EXERCISE AIM » Transcribe exactly each line of the entries, from the opening line to the line with "if let Err(e)", with both of those lines included.

SOURCE MATERIAL »
//! 关闭信号
//!
//! 生产者交给 axum 的优雅关闭使用 `shutdown_signal`，
//! 消费者循环通过 `shutdown_channel` 返回的 watch 通道感知关闭。

use tokio::sync::watch;
use tracing::info;

/// 监听关闭信号
///
/// 收到 Ctrl+C 或 SIGTERM 后返回。
pub async fn shutdown_signal() {
    let ctrl_c = async {
        if let Err(e) = tokio::signal::ctrl_c().await {
            tracing::error!(error = %e, "注册 Ctrl+C 处理器失败");
            std::future::pending::<()>().await;
        }
    };

    #[cfg(unix)]
    let terminate = async {
        match tokio::signal::unix::signal(tokio::signal::unix::SignalKind::terminate()) {
            Ok(mut sig) => {
                sig.recv().await;
            }
            Err(e) => {
                tracing::error!(error = %e, "注册 SIGTERM 处理器失败");
                std::future::pending::<()>().await;
            }
        }
    };

    #[cfg(not(unix))]
    let terminate = std::future::pending::<()>();

    tokio::select! {
        _ = ctrl_c => info!("Received Ctrl+C, initiating graceful shutdown..."),
        _ = terminate => info!("Received SIGTERM, initiating graceful shutdown..."),
    }
}

/// 创建由系统信号驱动的关闭通道
///
/// 必须在 tokio 运行时内调用。
pub fn shutdown_channel() -> watch::Receiver<bool> {
    let (tx, rx) = watch::channel(false);
    tokio::spawn(async move {
        shutdown_signal().await;
        let _ = tx.send(true);
    });
    rx
}

#[cfg(test)]
mod tests {
    use super::*;

    #[tokio::test]
    async fn test_channel_starts_open() {
        let rx = shutdown_channel();
        assert!(!*rx.borrow());
    }
}
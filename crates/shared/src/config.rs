//! 配置管理模块
//!
//! 支持多格式配置文件加载，环境变量覆盖，以及类型安全的配置访问。

use config::{Config, Environment, File};
use serde::Deserialize;
use std::path::Path;

use crate::error::OrderError;

/// Kafka 配置
#[derive(Debug, Clone, Deserialize)]
#[serde(default)]
pub struct KafkaConfig {
    pub brokers: String,
    pub client_id: String,
    pub auto_offset_reset: String,
}

impl Default for KafkaConfig {
    fn default() -> Self {
        Self {
            brokers: "localhost:9092".to_string(),
            client_id: "order-service".to_string(),
            // 新消费组从最早位点开始读取
            auto_offset_reset: "earliest".to_string(),
        }
    }
}

/// 服务配置
#[derive(Debug, Clone, Deserialize)]
#[serde(default)]
pub struct ServerConfig {
    pub host: String,
    pub port: u16,
}

impl Default for ServerConfig {
    fn default() -> Self {
        Self {
            host: "0.0.0.0".to_string(),
            port: 3000,
        }
    }
}

/// 可观测性配置
#[derive(Debug, Clone, Deserialize)]
#[serde(default)]
pub struct ObservabilityConfig {
    pub log_level: String,
    /// 日志输出格式：json（结构化）或 pretty（人类可读）
    pub log_format: String,
    pub metrics_enabled: bool,
    pub metrics_port: u16,
}

impl Default for ObservabilityConfig {
    fn default() -> Self {
        Self {
            log_level: "info".to_string(),
            log_format: "pretty".to_string(),
            metrics_enabled: false,
            metrics_port: 9090,
        }
    }
}

impl ObservabilityConfig {
    pub fn json_logs(&self) -> bool {
        self.log_format.eq_ignore_ascii_case("json")
    }
}

/// 应用配置
#[derive(Debug, Clone, Deserialize, Default)]
#[serde(default)]
pub struct AppConfig {
    pub service_name: String,
    pub environment: String,
    pub server: ServerConfig,
    pub kafka: KafkaConfig,
    pub observability: ObservabilityConfig,
}

impl AppConfig {
    /// 从配置文件和环境变量加载配置
    ///
    /// 加载顺序（后加载的会覆盖先加载的同名配置项）：
    /// 1. config/default.toml（默认配置）
    /// 2. config/{environment}.toml（环境特定配置）
    /// 3. config/{service_name}.toml（服务特定配置）
    /// 4. 环境变量（ORDER_ 前缀，层级用 `__` 分隔，如 ORDER_KAFKA__BROKERS -> kafka.brokers）
    pub fn load(service_name: &str) -> Result<Self, OrderError> {
        // 本地开发时允许用 .env 注入环境变量，文件不存在则忽略
        let _ = dotenvy::dotenv();

        let env = std::env::var("ORDER_ENV").unwrap_or_else(|_| "development".to_string());
        let config_dir = std::env::var("CONFIG_DIR").unwrap_or_else(|_| "config".to_string());

        Self::load_from(service_name, &env, Path::new(&config_dir))
    }

    fn load_from(service_name: &str, env: &str, config_dir: &Path) -> Result<Self, OrderError> {
        let builder = Config::builder()
            .set_default("service_name", service_name)?
            .set_default("environment", env)?
            .add_source(File::from(config_dir.join("default.toml")).required(false))
            .add_source(File::from(config_dir.join(format!("{env}.toml"))).required(false))
            .add_source(
                File::from(config_dir.join(format!("{service_name}.toml"))).required(false),
            )
            .add_source(
                Environment::with_prefix("ORDER")
                    .prefix_separator("_")
                    .separator("__")
                    .try_parsing(true),
            );

        Ok(builder.build()?.try_deserialize()?)
    }

    /// 获取服务地址
    pub fn server_addr(&self) -> String {
        format!("{}:{}", self.server.host, self.server.port)
    }
}
//! 订单服务进程生命周期
//!
//! `new` 创建生产者（此时尚未连接），`run` 确认 broker 可达后开始监听 HTTP，
//! 直到关闭信号到来再优雅退出。

use std::sync::Arc;

use order_shared::config::AppConfig;
use order_shared::kafka::{KafkaProducer, topics};
use tokio::net::TcpListener;
use tracing::info;

use crate::routes;
use crate::state::AppState;

pub struct OrderService {
    config: AppConfig,
    producer: KafkaProducer,
}

impl OrderService {
    pub fn new(config: AppConfig) -> anyhow::Result<Self> {
        let producer = KafkaProducer::new(&config.kafka)?;
        Ok(Self { config, producer })
    }

    /// 连接 broker 并提供 HTTP 服务，直到 `shutdown` 完成
    pub async fn run<S>(self, shutdown: S) -> anyhow::Result<()>
    where
        S: Future<Output = ()> + Send + 'static,
    {
        self.producer.ensure_connected(topics::ORDER_EVENTS).await?;

        let state = AppState::new(Arc::new(self.producer));
        let app = routes::app(state);

        let addr = self.config.server_addr();
        let listener = TcpListener::bind(&addr).await?;
        info!("Order service listening on {}", addr);

        axum::serve(listener, app)
            .with_graceful_shutdown(shutdown)
            .await?;

        info!("Order service shutdown complete");
        Ok(())
    }
}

EXPECTED OUTPUT »
//! 关闭信号
//!
//! 生产者交给 axum 的优雅关闭使用 `shutdown_signal`，
//! 消费者循环通过 `shutdown_channel` 返回的 watch 通道感知关闭。

use tokio::sync::watch;
use tracing::info;

/// 监听关闭信号
///
/// 收到 Ctrl+C 或 SIGTERM 后返回。
pub async fn shutdown_signal() {
    let ctrl_c = async {
        if let Err(e) = tokio::signal::ctrl_c().await {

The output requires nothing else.